### Brief
I would like each line of the data that holds the word "DateTime" copied out.

### Available data
--
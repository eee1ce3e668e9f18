//! In-memory storage backend for honeygate
//!
//! Repositories backed by process-wide concurrent maps. Nothing survives a
//! restart and nothing is shared across processes; this is the reference
//! backend for the single-process demonstration.
//!
//! Atomicity requirements are discharged at the map level: failed-attempt
//! updates run under a per-key entry guard (concurrent failures for one
//! username lose no increments), and passcode consumption is a single
//! `remove` (at most one concurrent verifier obtains the record).

use async_trait::async_trait;
use chrono::{DateTime, Duration, Utc};
use dashmap::DashMap;

use honeygate_core::{
    Error,
    repositories::{
        LockoutRepository, LockoutRepositoryProvider, OtpRepository, OtpRepositoryProvider,
        RepositoryProvider,
    },
    storage::{AttemptRecord, OtpId, OtpRecord},
};

/// Failed-attempt records keyed by username.
#[derive(Debug, Default)]
pub struct MemoryLockoutRepository {
    records: DashMap<String, AttemptRecord>,
}

impl MemoryLockoutRepository {
    pub fn new() -> Self {
        Self::default()
    }
}

#[async_trait]
impl LockoutRepository for MemoryLockoutRepository {
    async fn find(&self, username: &str) -> Result<Option<AttemptRecord>, Error> {
        Ok(self.records.get(username).map(|entry| entry.value().clone()))
    }

    async fn record_failure(
        &self,
        username: &str,
        lock_after: u32,
        lock_for: Duration,
    ) -> Result<AttemptRecord, Error> {
        let now = Utc::now();
        // The entry guard is held across the whole update, so the
        // read-increment-write is atomic per username.
        let mut entry = self
            .records
            .entry(username.to_string())
            .or_insert(AttemptRecord {
                failure_count: 0,
                locked_until: None,
            });

        if entry.is_stale(now) {
            *entry = AttemptRecord {
                failure_count: 0,
                locked_until: None,
            };
        }

        entry.failure_count += 1;
        if entry.failure_count >= lock_after && entry.locked_until.is_none() {
            entry.locked_until = Some(now + lock_for);
        }

        Ok(entry.value().clone())
    }

    async fn clear(&self, username: &str) -> Result<bool, Error> {
        Ok(self.records.remove(username).is_some())
    }

    async fn sweep_expired(&self, now: DateTime<Utc>) -> Result<u64, Error> {
        let before = self.records.len();
        self.records.retain(|_, record| !record.is_stale(now));
        let swept = before.saturating_sub(self.records.len()) as u64;
        if swept > 0 {
            tracing::debug!(count = swept, "swept elapsed lockout records");
        }
        Ok(swept)
    }
}

/// Issued passcode records keyed by their opaque id.
#[derive(Debug, Default)]
pub struct MemoryOtpRepository {
    records: DashMap<OtpId, OtpRecord>,
}

impl MemoryOtpRepository {
    pub fn new() -> Self {
        Self::default()
    }
}

#[async_trait]
impl OtpRepository for MemoryOtpRepository {
    async fn insert(&self, record: OtpRecord) -> Result<(), Error> {
        self.records.insert(record.id.clone(), record);
        Ok(())
    }

    async fn take(&self, id: &OtpId) -> Result<Option<OtpRecord>, Error> {
        Ok(self.records.remove(id).map(|(_, record)| record))
    }

    async fn sweep_expired(&self, cutoff: DateTime<Utc>) -> Result<u64, Error> {
        let before = self.records.len();
        self.records.retain(|_, record| record.issued_at >= cutoff);
        let swept = before.saturating_sub(self.records.len()) as u64;
        if swept > 0 {
            tracing::debug!(count = swept, "swept expired OTP records");
        }
        Ok(swept)
    }
}

/// Repository provider handing out the in-memory repositories.
#[derive(Debug, Default)]
pub struct MemoryRepositoryProvider {
    lockout: MemoryLockoutRepository,
    otps: MemoryOtpRepository,
}

impl MemoryRepositoryProvider {
    pub fn new() -> Self {
        Self::default()
    }
}

impl LockoutRepositoryProvider for MemoryRepositoryProvider {
    type LockoutRepo = MemoryLockoutRepository;

    fn lockout(&self) -> &Self::LockoutRepo {
        &self.lockout
    }
}

impl OtpRepositoryProvider for MemoryRepositoryProvider {
    type OtpRepo = MemoryOtpRepository;

    fn otp(&self) -> &Self::OtpRepo {
        &self.otps
    }
}

#[async_trait]
impl RepositoryProvider for MemoryRepositoryProvider {
    async fn health_check(&self) -> Result<(), Error> {
        Ok(())
    }
}

#[cfg(test)]
mod tests {
    use super::*;
    use std::sync::Arc;

    #[tokio::test]
    async fn test_record_failure_increments_and_locks() {
        let repo = MemoryLockoutRepository::new();

        for expected in 1..=2 {
            let record = repo
                .record_failure("alice", 3, Duration::minutes(5))
                .await
                .unwrap();
            assert_eq!(record.failure_count, expected);
            assert!(record.locked_until.is_none());
        }

        let record = repo
            .record_failure("alice", 3, Duration::minutes(5))
            .await
            .unwrap();
        assert_eq!(record.failure_count, 3);
        let deadline = record.locked_until.unwrap();
        assert!(deadline > Utc::now());

        // The deadline is fixed at the threshold crossing.
        let record = repo
            .record_failure("alice", 3, Duration::minutes(5))
            .await
            .unwrap();
        assert_eq!(record.failure_count, 4);
        assert_eq!(record.locked_until.unwrap(), deadline);
    }

    #[tokio::test]
    async fn test_stale_record_restarts_at_one() {
        let repo = MemoryLockoutRepository::new();

        for _ in 0..3 {
            repo.record_failure("alice", 3, Duration::zero())
                .await
                .unwrap();
        }

        let record = repo
            .record_failure("alice", 3, Duration::zero())
            .await
            .unwrap();
        assert_eq!(record.failure_count, 1);
        assert!(record.locked_until.is_none());
    }

    #[tokio::test(flavor = "multi_thread")]
    async fn test_concurrent_failures_lose_no_increments() {
        let repo = Arc::new(MemoryLockoutRepository::new());

        let mut handles = Vec::new();
        for _ in 0..8 {
            let repo = repo.clone();
            handles.push(tokio::spawn(async move {
                for _ in 0..25 {
                    repo.record_failure("alice", 1_000, Duration::minutes(5))
                        .await
                        .unwrap();
                }
            }));
        }
        for handle in handles {
            handle.await.unwrap();
        }

        let record = repo.find("alice").await.unwrap().unwrap();
        assert_eq!(record.failure_count, 200);
    }

    #[tokio::test]
    async fn test_clear_reports_existence() {
        let repo = MemoryLockoutRepository::new();
        assert!(!repo.clear("alice").await.unwrap());

        repo.record_failure("alice", 3, Duration::minutes(5))
            .await
            .unwrap();
        assert!(repo.clear("alice").await.unwrap());
        assert!(repo.find("alice").await.unwrap().is_none());
    }

    #[tokio::test]
    async fn test_lockout_sweep_keeps_tracking_records() {
        let repo = MemoryLockoutRepository::new();

        // Locked with an already-elapsed deadline.
        for _ in 0..3 {
            repo.record_failure("mallory", 3, Duration::zero())
                .await
                .unwrap();
        }
        // Still tracking, below threshold.
        repo.record_failure("alice", 3, Duration::minutes(5))
            .await
            .unwrap();

        let swept = repo.sweep_expired(Utc::now()).await.unwrap();
        assert_eq!(swept, 1);
        assert!(repo.find("mallory").await.unwrap().is_none());
        assert!(repo.find("alice").await.unwrap().is_some());
    }

    fn otp_record(code: &str, issued_at: DateTime<Utc>) -> OtpRecord {
        OtpRecord {
            id: OtpId::new_random(),
            code: code.to_string(),
            issued_at,
        }
    }

    #[tokio::test]
    async fn test_take_consumes_exactly_once() {
        let repo = MemoryOtpRepository::new();
        let record = otp_record("123456", Utc::now());
        let id = record.id.clone();
        repo.insert(record).await.unwrap();

        assert!(repo.take(&id).await.unwrap().is_some());
        assert!(repo.take(&id).await.unwrap().is_none());
    }

    #[tokio::test(flavor = "multi_thread")]
    async fn test_concurrent_take_has_one_winner() {
        let repo = Arc::new(MemoryOtpRepository::new());
        let record = otp_record("123456", Utc::now());
        let id = record.id.clone();
        repo.insert(record).await.unwrap();

        let mut handles = Vec::new();
        for _ in 0..16 {
            let repo = repo.clone();
            let id = id.clone();
            handles.push(tokio::spawn(async move {
                repo.take(&id).await.unwrap().is_some()
            }));
        }

        let mut winners = 0;
        for handle in handles {
            if handle.await.unwrap() {
                winners += 1;
            }
        }
        assert_eq!(winners, 1);
    }

    #[tokio::test]
    async fn test_otp_sweep_by_cutoff() {
        let repo = MemoryOtpRepository::new();
        let now = Utc::now();

        let stale = otp_record("111111", now - Duration::seconds(60));
        let fresh = otp_record("222222", now);
        let fresh_id = fresh.id.clone();
        repo.insert(stale).await.unwrap();
        repo.insert(fresh).await.unwrap();

        let swept = repo.sweep_expired(now - Duration::seconds(30)).await.unwrap();
        assert_eq!(swept, 1);
        assert!(repo.take(&fresh_id).await.unwrap().is_some());
    }

    #[tokio::test]
    async fn test_provider_health_check() {
        let provider = MemoryRepositoryProvider::new();
        provider.health_check().await.unwrap();
        assert!(provider.lockout().find("alice").await.unwrap().is_none());
        assert!(
            provider
                .otp()
                .take(&OtpId::from("otp_missing"))
                .await
                .unwrap()
                .is_none()
        );
    }
}
//! Record, status, and configuration types shared by services and storage
//! backends.

use chrono::{DateTime, Duration, Utc};
use serde::{Deserialize, Serialize};

use crate::id::{generate_opaque_id, validate_opaque_id};

/// Prefix carried by every OTP identifier.
const OTP_ID_PREFIX: &str = "otp";

/// Opaque identifier under which an issued one-time passcode is stored.
///
/// Treat the value as opaque: it carries no meaning beyond being
/// unpredictable and unique per issuance.
#[derive(Debug, Clone, PartialEq, Eq, Hash, Serialize, Deserialize)]
pub struct OtpId(String);

impl OtpId {
    pub fn new(id: &str) -> Self {
        OtpId(id.to_string())
    }

    pub fn new_random() -> Self {
        OtpId(generate_opaque_id(OTP_ID_PREFIX))
    }

    pub fn as_str(&self) -> &str {
        &self.0
    }

    pub fn into_inner(self) -> String {
        self.0
    }

    /// Validate that this identifier has the issued format.
    pub fn is_valid(&self) -> bool {
        validate_opaque_id(&self.0, OTP_ID_PREFIX)
    }
}

impl From<String> for OtpId {
    fn from(s: String) -> Self {
        Self(s)
    }
}

impl From<&str> for OtpId {
    fn from(s: &str) -> Self {
        Self(s.to_string())
    }
}

impl std::fmt::Display for OtpId {
    fn fmt(&self, f: &mut std::fmt::Formatter<'_>) -> std::fmt::Result {
        write!(f, "{}", self.0)
    }
}

/// Per-username failed-attempt record.
///
/// Invariant: `locked_until` is only ever set once `failure_count` has
/// reached the configured threshold, and is never moved afterward. Once the
/// wall clock passes `locked_until` the record is stale and must be treated
/// as absent wherever it is read.
#[derive(Debug, Clone, PartialEq, Eq)]
pub struct AttemptRecord {
    pub failure_count: u32,
    pub locked_until: Option<DateTime<Utc>>,
}

impl AttemptRecord {
    /// Whether the lockout window has already passed.
    pub fn is_stale(&self, now: DateTime<Utc>) -> bool {
        self.locked_until.is_some_and(|until| now >= until)
    }

    /// Whether the record locks out attempts at the given instant.
    pub fn is_locked_at(&self, now: DateTime<Utc>) -> bool {
        self.locked_until.is_some_and(|until| now < until)
    }
}

/// A stored one-time passcode awaiting its single verification attempt.
#[derive(Debug, Clone, PartialEq, Eq)]
pub struct OtpRecord {
    pub id: OtpId,
    pub code: String,
    pub issued_at: DateTime<Utc>,
}

impl OtpRecord {
    /// Whether the expiration window has elapsed at the given instant.
    pub fn is_expired_at(&self, now: DateTime<Utc>, window: Duration) -> bool {
        now - self.issued_at > window
    }
}

/// Snapshot of a username's lockout state.
#[derive(Debug, Clone, Serialize)]
pub struct LockoutStatus {
    pub username: String,
    pub failed_attempts: u32,
    pub is_locked: bool,
    pub locked_until: Option<DateTime<Utc>>,
}

impl LockoutStatus {
    pub(crate) fn unlocked(username: &str) -> Self {
        Self {
            username: username.to_string(),
            failed_attempts: 0,
            is_locked: false,
            locked_until: None,
        }
    }

    /// The lockout deadline, if the status is an active lockout.
    pub fn active_until(&self) -> Option<DateTime<Utc>> {
        if self.is_locked { self.locked_until } else { None }
    }

    /// Seconds until the lockout lifts, if locked.
    pub fn retry_after_seconds(&self) -> Option<i64> {
        self.active_until()
            .map(|until| (until - Utc::now()).num_seconds().max(0))
    }
}

/// A freshly issued one-time passcode.
///
/// The code travels next to its redemption id because this is a
/// demonstration; an out-of-band delivery channel would carry the code in a
/// production variant.
#[derive(Debug, Clone, Serialize, Deserialize)]
pub struct IssuedOtp {
    pub code: String,
    pub otp_id: OtpId,
    pub expires_in_ms: i64,
}

/// Configuration for the lockout tracker.
#[derive(Debug, Clone)]
pub struct LockoutConfig {
    /// Failed attempts after which a username is locked out.
    pub max_failed_attempts: u32,
    /// How long a lockout lasts, fixed from the threshold crossing.
    pub lockout_duration: Duration,
}

impl Default for LockoutConfig {
    fn default() -> Self {
        Self {
            max_failed_attempts: 3,
            lockout_duration: Duration::minutes(5),
        }
    }
}

/// Configuration for the OTP manager.
#[derive(Debug, Clone)]
pub struct OtpConfig {
    /// Window after issuance during which a passcode verifies.
    pub expires_in: Duration,
}

impl Default for OtpConfig {
    fn default() -> Self {
        Self {
            expires_in: Duration::seconds(30),
        }
    }
}

#[cfg(test)]
mod tests {
    use super::*;

    #[test]
    fn test_otp_id_random_format() {
        let id = OtpId::new_random();
        assert!(id.is_valid());
        assert!(id.as_str().starts_with("otp_"));
        assert_ne!(id, OtpId::new_random());
    }

    #[test]
    fn test_otp_id_from_caller_input() {
        let id = OtpId::from("otp_bogus");
        assert_eq!(id.as_str(), "otp_bogus");
        assert!(!id.is_valid());
    }

    #[test]
    fn test_attempt_record_staleness() {
        let now = Utc::now();
        let tracking = AttemptRecord {
            failure_count: 2,
            locked_until: None,
        };
        assert!(!tracking.is_stale(now));
        assert!(!tracking.is_locked_at(now));

        let locked = AttemptRecord {
            failure_count: 3,
            locked_until: Some(now + Duration::minutes(5)),
        };
        assert!(!locked.is_stale(now));
        assert!(locked.is_locked_at(now));
        assert!(locked.is_stale(now + Duration::minutes(5)));
        assert!(!locked.is_locked_at(now + Duration::minutes(5)));
    }

    #[test]
    fn test_otp_record_expiry_window() {
        let issued_at = Utc::now();
        let record = OtpRecord {
            id: OtpId::new_random(),
            code: "123456".to_string(),
            issued_at,
        };
        let window = Duration::seconds(30);
        assert!(!record.is_expired_at(issued_at, window));
        assert!(!record.is_expired_at(issued_at + Duration::seconds(30), window));
        assert!(record.is_expired_at(issued_at + Duration::seconds(31), window));
    }

    #[test]
    fn test_lockout_status_retry_after() {
        let status = LockoutStatus {
            username: "alice".to_string(),
            failed_attempts: 3,
            is_locked: true,
            locked_until: Some(Utc::now() + Duration::minutes(5)),
        };
        let retry_after = status.retry_after_seconds().unwrap();
        assert!(retry_after > 290 && retry_after <= 300);

        assert!(
            LockoutStatus::unlocked("alice")
                .retry_after_seconds()
                .is_none()
        );
    }

    #[test]
    fn test_default_configs_match_policy() {
        let lockout = LockoutConfig::default();
        assert_eq!(lockout.max_failed_attempts, 3);
        assert_eq!(lockout.lockout_duration, Duration::minutes(5));

        let otp = OtpConfig::default();
        assert_eq!(otp.expires_in, Duration::seconds(30));
    }
}
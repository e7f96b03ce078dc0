//! Column storage and kind inference

use serde::{Deserialize, Serialize};

use super::cell::Cell;

/// Classification of a column, fixed at load/add time and never
/// re-inferred per access.
#[derive(Debug, Clone, Copy, PartialEq, Eq, Hash, Serialize, Deserialize)]
pub enum ColumnKind {
    Numeric,
    Categorical,
}

impl std::fmt::Display for ColumnKind {
    fn fmt(&self, f: &mut std::fmt::Formatter<'_>) -> std::fmt::Result {
        match self {
            ColumnKind::Numeric => write!(f, "numeric"),
            ColumnKind::Categorical => write!(f, "categorical"),
        }
    }
}

/// A named, typed column. Invariant: `values` never mixes `Number` and
/// `Text` cells; a `Numeric` column holds `Number`/`Missing` only and a
/// `Categorical` column holds `Text`/`Missing` only.
#[derive(Debug, Clone, Serialize, Deserialize)]
pub struct Column {
    /// Column name (unique within a frame)
    pub name: String,
    /// Inferred kind
    pub kind: ColumnKind,
    /// Cell values, one per row
    pub values: Vec<Cell>,
}

impl Column {
    /// Build a column from raw cells, inferring the kind: `Numeric` if
    /// every non-missing cell is a number, `Categorical` otherwise. In a
    /// categorical column, number cells are coerced to their text form so
    /// the no-mixing invariant holds. A `Number(NaN)` cell normalizes to
    /// `Missing`, keeping `Missing` the only not-a-value marker.
    pub fn from_cells(name: impl Into<String>, values: Vec<Cell>) -> Self {
        let numeric = values.iter().all(|c| !matches!(c, Cell::Text(_)));
        if numeric {
            let values = values
                .into_iter()
                .map(|c| match c {
                    Cell::Number(f) if f.is_nan() => Cell::Missing,
                    other => other,
                })
                .collect();
            Self {
                name: name.into(),
                kind: ColumnKind::Numeric,
                values,
            }
        } else {
            let values = values
                .into_iter()
                .map(|c| match c {
                    Cell::Number(f) if f.is_nan() => Cell::Missing,
                    Cell::Number(f) => Cell::Text(f.to_string()),
                    other => other,
                })
                .collect();
            Self {
                name: name.into(),
                kind: ColumnKind::Categorical,
                values,
            }
        }
    }

    /// Create a column with a known kind; the caller guarantees the cells
    /// already satisfy the no-mixing invariant.
    pub fn with_kind(name: impl Into<String>, kind: ColumnKind, values: Vec<Cell>) -> Self {
        Self {
            name: name.into(),
            kind,
            values,
        }
    }

    /// Number of cells (== frame row count)
    pub fn len(&self) -> usize {
        self.values.len()
    }

    /// True if the column holds no cells
    pub fn is_empty(&self) -> bool {
        self.values.is_empty()
    }

    /// Count of `Missing` cells
    pub fn missing_count(&self) -> usize {
        self.values.iter().filter(|c| c.is_missing()).count()
    }
}
//! Parser layer: turns raw CSV/JSON text into a typed frame

mod csv;
mod json;

use std::path::Path;

use crate::error::Result;
use crate::model::{Cell, Column, ColumnKind, DataFrame};

/// Options for delimited-text reading.
///
/// By default only blank fields count as missing. Tokens such as `"NA"`
/// or `"NaN"` are recognized as missing only when listed in `na_tokens`
/// (compared after trimming, case-sensitive).
#[derive(Debug, Clone)]
pub struct CsvOptions {
    /// Field separator, split literally (no quoting or escaping)
    pub separator: char,
    /// Whether the first line is a header; otherwise `Col1..ColN` is
    /// generated from the first data line's field count
    pub has_header: bool,
    /// Extra tokens to treat as missing values
    pub na_tokens: Vec<String>,
}

impl Default for CsvOptions {
    fn default() -> Self {
        Self {
            separator: ',',
            has_header: true,
            na_tokens: Vec::new(),
        }
    }
}

impl CsvOptions {
    pub(crate) fn is_na(&self, token: &str) -> bool {
        self.na_tokens.iter().any(|t| t == token)
    }
}

/// Parse a token as a number. A token that parses to NaN is rejected so
/// that `Missing` stays the only not-a-value marker in a numeric column.
pub(crate) fn parse_number(token: &str) -> Option<f64> {
    token.parse::<f64>().ok().filter(|f| !f.is_nan())
}

/// Build a column from raw tokens (`None` = missing field), deciding the
/// kind with one scan: `Numeric` if every present token parses as a
/// number, `Categorical` otherwise.
pub(crate) fn column_from_tokens(name: String, tokens: Vec<Option<String>>) -> Column {
    let numeric = tokens
        .iter()
        .flatten()
        .all(|token| parse_number(token).is_some());
    if numeric {
        let values = tokens
            .into_iter()
            .map(|t| {
                t.as_deref()
                    .and_then(parse_number)
                    .map_or(Cell::Missing, Cell::Number)
            })
            .collect();
        Column::with_kind(name, ColumnKind::Numeric, values)
    } else {
        let values = tokens
            .into_iter()
            .map(|t| t.map_or(Cell::Missing, Cell::Text))
            .collect();
        Column::with_kind(name, ColumnKind::Categorical, values)
    }
}

impl DataFrame {
    /// Load a CSV file with default options (comma separator, header
    /// line present). Replaces the frame's entire content on success;
    /// on failure the prior content is left untouched.
    pub fn read_csv(&mut self, path: impl AsRef<Path>) -> Result<()> {
        self.read_csv_with(path, &CsvOptions::default())
    }

    /// Load a CSV file with explicit options
    pub fn read_csv_with(&mut self, path: impl AsRef<Path>, options: &CsvOptions) -> Result<()> {
        let loaded = csv::read(path.as_ref(), options)?;
        *self = loaded;
        Ok(())
    }

    /// Load a JSON file (array-of-objects or object-of-arrays). Replaces
    /// the frame's entire content on success; on failure the prior
    /// content is left untouched.
    pub fn read_json(&mut self, path: impl AsRef<Path>) -> Result<()> {
        let loaded = json::read(path.as_ref())?;
        *self = loaded;
        Ok(())
    }
}

#[cfg(test)]
mod tests {
    use super::*;

    #[test]
    fn test_parse_number() {
        assert_eq!(parse_number("42"), Some(42.0));
        assert_eq!(parse_number("-1.5e3"), Some(-1500.0));
        assert_eq!(parse_number("abc"), None);
        // NaN tokens are not numbers; Missing is the only NA marker
        assert_eq!(parse_number("NaN"), None);
    }

    #[test]
    fn test_failed_read_leaves_frame_untouched() {
        let mut df = DataFrame::new();
        df.add_column("a", vec![1.0.into(), 2.0.into()]).unwrap();

        assert!(df.read_csv("/no/such/file.csv").is_err());
        assert_eq!(df.shape(), (2, 1));
        assert!(df.read_json("/no/such/file.json").is_err());
        assert_eq!(df.shape(), (2, 1));
    }

    #[test]
    fn test_second_read_replaces_first() {
        use std::io::Write;
        let mut f1 = tempfile::NamedTempFile::new().unwrap();
        f1.write_all(b"a,b\n1,2\n").unwrap();
        let mut f2 = tempfile::NamedTempFile::new().unwrap();
        f2.write_all(b"c\nx\ny\nz\n").unwrap();

        let mut df = DataFrame::new();
        df.read_csv(f1.path()).unwrap();
        assert_eq!(df.shape(), (1, 2));
        df.read_csv(f2.path()).unwrap();
        assert_eq!(df.shape(), (3, 1));
        assert_eq!(df.get_header(), vec!["c"]);
    }
}
//! Forward row cursor over a borrowed frame

use super::cell::Cell;
use super::frame::DataFrame;

/// A restartable forward cursor producing one row snapshot at a time.
///
/// The cursor is an index plus a shared borrow of the frame, so any
/// structural mutation while a cursor is live is rejected at compile
/// time rather than invalidating it silently. Two cursors compare equal
/// only when they point at the same frame and the same position, which
/// is how end-of-iteration is detected against [`DataFrame::end`].
#[derive(Debug, Clone, Copy)]
pub struct RowCursor<'a> {
    frame: &'a DataFrame,
    pos: usize,
}

impl<'a> RowCursor<'a> {
    pub(crate) fn new(frame: &'a DataFrame, pos: usize) -> Self {
        Self { frame, pos }
    }

    /// Current position in `[0, row_count]`
    pub fn position(&self) -> usize {
        self.pos
    }

    /// The row under the cursor, or `None` when the cursor sits one past
    /// the last row.
    pub fn current(&self) -> Option<Vec<Cell>> {
        self.frame.row(self.pos)
    }

    /// Step forward one row; saturates at the end position.
    pub fn advance(&mut self) {
        if self.pos < self.frame.row_count() {
            self.pos += 1;
        }
    }

    /// True once the cursor has passed the last row
    pub fn is_exhausted(&self) -> bool {
        self.pos >= self.frame.row_count()
    }
}

impl PartialEq for RowCursor<'_> {
    fn eq(&self, other: &Self) -> bool {
        std::ptr::eq(self.frame, other.frame) && self.pos == other.pos
    }
}

impl Eq for RowCursor<'_> {}

impl Iterator for RowCursor<'_> {
    type Item = Vec<Cell>;

    fn next(&mut self) -> Option<Self::Item> {
        let row = self.current()?;
        self.pos += 1;
        Some(row)
    }

    fn size_hint(&self) -> (usize, Option<usize>) {
        let left = self.frame.row_count().saturating_sub(self.pos);
        (left, Some(left))
    }
}

impl ExactSizeIterator for RowCursor<'_> {}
--
### Response below
use chrono::{DateTime, Duration, Utc};
    async fn sweep_expired(&self, now: DateTime<Utc>) -> Result<u64, Error> {
    async fn sweep_expired(&self, cutoff: DateTime<Utc>) -> Result<u64, Error> {
    fn otp_record(code: &str, issued_at: DateTime<Utc>) -> OtpRecord {
use chrono::{DateTime, Duration, Utc};
    pub locked_until: Option<DateTime<Utc>>,
    pub fn is_stale(&self, now: DateTime<Utc>) -> bool {
    pub fn is_locked_at(&self, now: DateTime<Utc>) -> bool {
    pub issued_at: DateTime<Utc>,
    pub fn is_expired_at(&self, now: DateTime<Utc>, window: Duration) -> bool {
    pub locked_until: Option<DateTime<Utc>>,
    pub fn active_until(&self) -> Option<DateTime<Utc>> {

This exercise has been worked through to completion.